Your result should be the lines holding the word "GlobalNetworkSetSpec", copied from the entries below.
════
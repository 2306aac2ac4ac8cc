use anyhow::Result;
use kube::{
    api::{Api, DeleteParams, ListParams, PostParams},
    Client, CustomResource, ResourceExt,
};
use prometheus_client::{
    encoding::EncodeLabelSet,
    metrics::{counter::Counter, family::Family},
    registry::Registry,
};
use schemars::JsonSchema;
use semaphore_policy_core::{Labels, NetworkSetClient, NetworkSetId, RemoteNetworkSet, Selector};
use serde::{Deserialize, Serialize};
use tracing::debug;

/// A cluster-scoped set of networks that network policies may select by label.
#[derive(Clone, Debug, Default, PartialEq, Eq, CustomResource, Deserialize, Serialize, JsonSchema)]
#[kube(group = "projectcalico.org", version = "v3", kind = "GlobalNetworkSet")]
#[serde(rename_all = "camelCase")]
pub struct GlobalNetworkSetSpec {
    /// CIDRs, e.g. `10.2.3.4/32`.
    #[serde(default, skip_serializing_if = "Vec::is_empty")]
    pub nets: Vec<String>,
}

/// Manages `GlobalNetworkSet` resources through the Kubernetes API.
#[derive(Clone)]
pub struct GlobalNetworkSets {
    api: Api<GlobalNetworkSet>,
    metrics: ClientMetrics,
}

#[derive(Clone, Debug, Default)]
pub struct ClientMetrics {
    requests: Family<RequestLabels, Counter>,
}

#[derive(Clone, Debug, Hash, PartialEq, Eq, EncodeLabelSet)]
struct RequestLabels {
    op: &'static str,
    status: &'static str,
}

// === impl GlobalNetworkSet ===

impl From<GlobalNetworkSet> for RemoteNetworkSet {
    fn from(set: GlobalNetworkSet) -> Self {
        Self {
            id: set.name_any().into(),
            labels: set.metadata.labels.into(),
            addresses: set.spec.nets,
        }
    }
}

// === impl GlobalNetworkSets ===

impl GlobalNetworkSets {
    pub fn new(client: Client, metrics: ClientMetrics) -> Self {
        Self {
            api: Api::all(client),
            metrics,
        }
    }

    async fn get_opt(&self, id: &NetworkSetId) -> kube::Result<Option<GlobalNetworkSet>> {
        let res = self.api.get_opt(id.as_str()).await;
        self.metrics.record("get", &res);
        res
    }
}

#[async_trait::async_trait]
impl NetworkSetClient for GlobalNetworkSets {
    async fn get(&self, id: &NetworkSetId) -> Result<Option<RemoteNetworkSet>> {
        let set = self.get_opt(id).await?;
        Ok(set.map(Into::into))
    }

    async fn create_or_update(
        &self,
        id: &NetworkSetId,
        labels: &Labels,
        addresses: &[String],
    ) -> Result<()> {
        let params = PostParams::default();
        match self.get_opt(id).await? {
            None => {
                let mut set = GlobalNetworkSet::new(
                    id.as_str(),
                    GlobalNetworkSetSpec {
                        nets: addresses.to_vec(),
                    },
                );
                set.metadata.labels = Some(labels.as_ref().clone());
                debug!(%id, "Creating GlobalNetworkSet");
                let res = self.api.create(&params, &set).await;
                self.metrics.record("create", &res);
                res?;
            }
            Some(mut set) => {
                // Other fields of the existing resource are preserved.
                set.metadata.labels = Some(labels.as_ref().clone());
                set.spec.nets = addresses.to_vec();
                debug!(%id, "Replacing GlobalNetworkSet");
                let res = self.api.replace(id.as_str(), &params, &set).await;
                self.metrics.record("update", &res);
                res?;
            }
        }
        Ok(())
    }

    async fn delete(&self, id: &NetworkSetId) -> Result<()> {
        let res = self.api.delete(id.as_str(), &DeleteParams::default()).await;
        match res {
            Ok(_) => {
                self.metrics.succeeded("delete");
                Ok(())
            }
            Err(kube::Error::Api(error)) if error.code == 404 => {
                self.metrics.succeeded("delete");
                debug!(%id, "GlobalNetworkSet already deleted");
                Ok(())
            }
            Err(error) => {
                self.metrics.failed("delete");
                Err(error.into())
            }
        }
    }

    async fn list(&self, selector: &Selector) -> Result<Vec<RemoteNetworkSet>> {
        let res = self.api.list(&ListParams::default()).await;
        self.metrics.record("list", &res);
        let sets = res?
            .items
            .into_iter()
            .map(RemoteNetworkSet::from)
            .filter(|set| selector.matches(&set.labels))
            .collect();
        Ok(sets)
    }
}

// === impl ClientMetrics ===

impl ClientMetrics {
    pub fn register(reg: &mut Registry) -> Self {
        let metrics = Self::default();
        reg.register(
            "requests",
            "Count of requests made to the GlobalNetworkSet API",
            metrics.requests.clone(),
        );
        metrics
    }

    fn record<T, E>(&self, op: &'static str, res: &std::result::Result<T, E>) {
        match res {
            Ok(_) => self.succeeded(op),
            Err(_) => self.failed(op),
        }
    }

    fn succeeded(&self, op: &'static str) {
        self.inc(op, "success");
    }

    fn failed(&self, op: &'static str) {
        self.inc(op, "failure");
    }

    fn inc(&self, op: &'static str, status: &'static str) {
        self.requests
            .get_or_create(&RequestLabels { op, status })
            .inc();
    }

    #[cfg(test)]
    pub(crate) fn request_count(&self, op: &'static str, status: &'static str) -> u64 {
        self.requests
            .get_or_create(&RequestLabels { op, status })
            .get()
    }
}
════
Written response
pub struct GlobalNetworkSetSpec {
                    GlobalNetworkSetSpec {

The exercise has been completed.